── Provided entries ──

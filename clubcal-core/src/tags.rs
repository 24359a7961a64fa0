//! Normalized tag sets, committee derivation and name-based auto-tagging.
//!
//! Besides configurable rules, every event gets derived `type:`, `recurring:`
//! and `venue:` tags from its name (and location, for the venue).
//!
//! Tags are trimmed and lowercased exactly once, when a `TagSet` is built, so
//! predicates downstream compare plain strings.

use std::collections::BTreeSet;

use serde::{Deserialize, Serialize};

use crate::constants::{
    COMMITTEE_PREFIX_MAX, GENERAL_COMMITTEE, OUTDOOR_VENUE_TAG, RECURRING_MARKERS,
};

/// A set of normalized (trimmed, lowercased, non-empty) tags.
#[derive(Debug, Clone, Default, PartialEq, Eq, Serialize, Deserialize)]
#[serde(transparent)]
pub struct TagSet(BTreeSet<String>);

fn normalize_tag(raw: &str) -> Option<String> {
    let tag = raw.trim().to_lowercase();
    (!tag.is_empty()).then_some(tag)
}

impl TagSet {
    pub fn new() -> Self {
        Self::default()
    }

    /// Parse a feed's tag string: either a JSON-encoded array or a comma-separated list.
    pub fn parse(raw: &str) -> Self {
        let trimmed = raw.trim();
        if trimmed.starts_with('[') {
            return match serde_json::from_str::<Vec<String>>(trimmed) {
                Ok(list) => list.iter().collect(),
                Err(_) => TagSet::new(),
            };
        }
        trimmed.split(',').collect()
    }

    pub fn insert(&mut self, tag: &str) {
        if let Some(tag) = normalize_tag(tag) {
            self.0.insert(tag);
        }
    }

    pub fn contains(&self, tag: &str) -> bool {
        normalize_tag(tag).is_some_and(|t| self.0.contains(&t))
    }

    /// True if any tag contains `needle` (already lowercase) as a substring.
    pub fn any_contains(&self, needle: &str) -> bool {
        self.0.iter().any(|t| t.contains(needle))
    }

    pub fn iter(&self) -> impl Iterator<Item = &str> {
        self.0.iter().map(String::as_str)
    }

    pub fn len(&self) -> usize {
        self.0.len()
    }

    pub fn is_empty(&self) -> bool {
        self.0.is_empty()
    }
}

impl<S: AsRef<str>> FromIterator<S> for TagSet {
    fn from_iter<I: IntoIterator<Item = S>>(iter: I) -> Self {
        let mut set = TagSet::new();
        for tag in iter {
            set.insert(tag.as_ref());
        }
        set
    }
}

/// Text before a "Committee: Title" colon, if the colon is close enough to the start.
pub fn committee_prefix(name: &str) -> Option<&str> {
    let idx = name.find(':')?;
    let prefix = &name[..idx];
    let chars = prefix.chars().count();
    (chars > 0 && chars < COMMITTEE_PREFIX_MAX).then_some(prefix)
}

/// Event title without its committee prefix.
pub fn clean_title(name: &str) -> &str {
    match committee_prefix(name) {
        Some(prefix) => name[prefix.len() + 1..].trim(),
        None => name,
    }
}

/// Name prefixes that identify one committee, e.g. "Pop Up:" for "Pop-Up".
#[derive(Debug, Clone, PartialEq, Eq, Serialize, Deserialize)]
pub struct CommitteePrefixes {
    pub committee: String,
    pub prefixes: Vec<String>,
}

impl CommitteePrefixes {
    pub fn new(committee: &str, prefixes: &[&str]) -> Self {
        CommitteePrefixes {
            committee: committee.to_string(),
            prefixes: prefixes.iter().map(|p| p.to_string()).collect(),
        }
    }

    pub fn matches(&self, name: &str) -> bool {
        let name = name.to_lowercase();
        self.prefixes
            .iter()
            .any(|p| !p.is_empty() && name.starts_with(&p.to_lowercase()))
    }
}

/// Derive the committee that runs an event.
///
/// Known prefixes win, first match in table order; otherwise the raw prefix
/// is used with decoration characters stripped; otherwise "General".
pub fn extract_committee(name: &str, known: &[CommitteePrefixes]) -> String {
    if let Some(entry) = known.iter().find(|entry| entry.matches(name)) {
        return entry.committee.clone();
    }

    match committee_prefix(name) {
        Some(prefix) => {
            let cleaned: String = prefix
                .chars()
                .filter(|c| !matches!(c, '*' | '-' | '(' | ')'))
                .collect();
            let cleaned = cleaned.trim();
            if cleaned.is_empty() {
                GENERAL_COMMITTEE.to_string()
            } else {
                cleaned.to_string()
            }
        }
        None => GENERAL_COMMITTEE.to_string(),
    }
}

/// The `committee:<slug>` tag for a committee name.
pub fn committee_tag(committee: &str) -> String {
    format!("committee:{}", slug::slugify(committee))
}

#[derive(Debug, Clone, Copy, PartialEq, Eq, Serialize, Deserialize)]
#[serde(rename_all = "kebab-case")]
pub enum AutoTagKind {
    NamePrefix,
    NameContains,
    NameSuffix,
}

/// A configurable rule that tags events by matching their name.
#[derive(Debug, Clone, PartialEq, Eq, Serialize, Deserialize)]
pub struct AutoTagRule {
    #[serde(rename = "type")]
    pub kind: AutoTagKind,
    pub pattern: String,
    pub tag: String,
}

impl AutoTagRule {
    pub fn new(kind: AutoTagKind, pattern: &str, tag: &str) -> Self {
        AutoTagRule {
            kind,
            pattern: pattern.to_string(),
            tag: tag.to_string(),
        }
    }

    /// Case-insensitive match against an event name. Empty rules never match.
    pub fn matches(&self, name: &str) -> bool {
        if self.pattern.is_empty() || self.tag.trim().is_empty() {
            return false;
        }
        let name = name.to_lowercase();
        let pattern = self.pattern.to_lowercase();
        match self.kind {
            AutoTagKind::NamePrefix => name.starts_with(&pattern),
            AutoTagKind::NameContains => name.contains(&pattern),
            AutoTagKind::NameSuffix => name.ends_with(&pattern),
        }
    }
}

/// Tags contributed by every matching rule, in rule order.
pub fn apply_auto_tags<'a>(name: &str, rules: &'a [AutoTagRule]) -> Vec<&'a str> {
    rules
        .iter()
        .filter(|rule| rule.matches(name))
        .map(|rule| rule.tag.as_str())
        .collect()
}

/// A title keyword and the `type:` tag it implies.
#[derive(Debug, Clone, PartialEq, Eq, Serialize, Deserialize)]
pub struct KeywordTag {
    pub keyword: String,
    pub tag: String,
}

impl KeywordTag {
    pub fn new(keyword: &str, tag: &str) -> Self {
        KeywordTag {
            keyword: keyword.to_string(),
            tag: tag.to_string(),
        }
    }
}

/// The format of an event, e.g. `type:workshop`. Only the title after a
/// colon is searched; the first keyword in table order wins.
pub fn derive_event_type<'a>(name: &str, keywords: &'a [KeywordTag]) -> Option<&'a str> {
    let title = match name.split_once(':') {
        Some((prefix, rest)) if !prefix.is_empty() => rest,
        _ => name,
    }
    .to_lowercase();
    keywords
        .iter()
        .find(|k| !k.keyword.is_empty() && title.contains(&k.keyword.to_lowercase()))
        .map(|k| k.tag.as_str())
}

/// `recurring:weekly` and friends, from the event name.
pub fn derive_recurring(name: &str) -> Option<String> {
    let name = name.to_lowercase();
    RECURRING_MARKERS
        .iter()
        .find(|marker| name.contains(*marker))
        .map(|marker| format!("recurring:{marker}"))
}

/// `venue:outdoor` when the name or location mentions an outdoor keyword.
pub fn derive_venue(name: &str, location: Option<&str>, outdoor: &[String]) -> Option<&'static str> {
    let text = format!("{} {}", name, location.unwrap_or_default()).to_lowercase();
    outdoor
        .iter()
        .any(|k| !k.is_empty() && text.contains(&k.to_lowercase()))
        .then_some(OUTDOOR_VENUE_TAG)
}
//! Built-in defaults. Every value here can be overridden through `EngineConfig`.

/// Seconds a tab must have been away before a visibility signal refetches.
pub const DEFAULT_REFRESH_DEBOUNCE_SECS: u64 = 60;

/// Remaining spots at or below which an event counts as "low".
pub const DEFAULT_LOW_CAPACITY_THRESHOLD: u32 = 3;

pub const DEFAULT_JUST_OPENED_DAYS: u32 = 7;
pub const DEFAULT_OPENING_SOON_DAYS: u32 = 7;

pub const DEFAULT_TIMEZONE: &str = "America/Los_Angeles";

/// A "Committee: Title" prefix only counts when the colon sits this close to the start.
pub const COMMITTEE_PREFIX_MAX: usize = 30;

/// Committee assigned to events without a recognizable prefix.
pub const GENERAL_COMMITTEE: &str = "General";

/// Tags that mark an event as open to non-members.
pub const PUBLIC_TAGS: [&str; 2] = ["public", "public event"];

/// Substrings of a tag that mark an event as suitable for new members.
pub const NEWBIE_TAG_MARKERS: [&str; 3] = ["newbie", "new member", "orientation"];

/// Name words that mark a recurring series, checked in order. Each yields `recurring:<word>`.
pub const RECURRING_MARKERS: [&str; 3] = ["weekly", "monthly", "daily"];

/// Tag for events held outdoors.
pub const OUTDOOR_VENUE_TAG: &str = "venue:outdoor";

/// Events whose name carries this marker are dropped at ingestion.
pub const CANCELLED_MARKER: &str = "CANCELLED";

/// Hours bounding the time-of-day buckets: morning < 12 <= afternoon < 17 <= evening.
pub const AFTERNOON_START_HOUR: u32 = 12;
pub const EVENING_START_HOUR: u32 = 17;

/// Upper bound on one feed fetch before it is reported as failed.
pub const FETCH_TIMEOUT_SECS: u64 = 30;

───

__Problem statement__
Gather from the records above every line containing the string "find".

__Solution for this problem__
    let idx = name.find(':')?;
    if let Some(entry) = known.iter().find(|entry| entry.matches(name)) {
        .find(|k| !k.keyword.is_empty() && title.contains(&k.keyword.to_lowercase()))
        .find(|marker| name.contains(*marker))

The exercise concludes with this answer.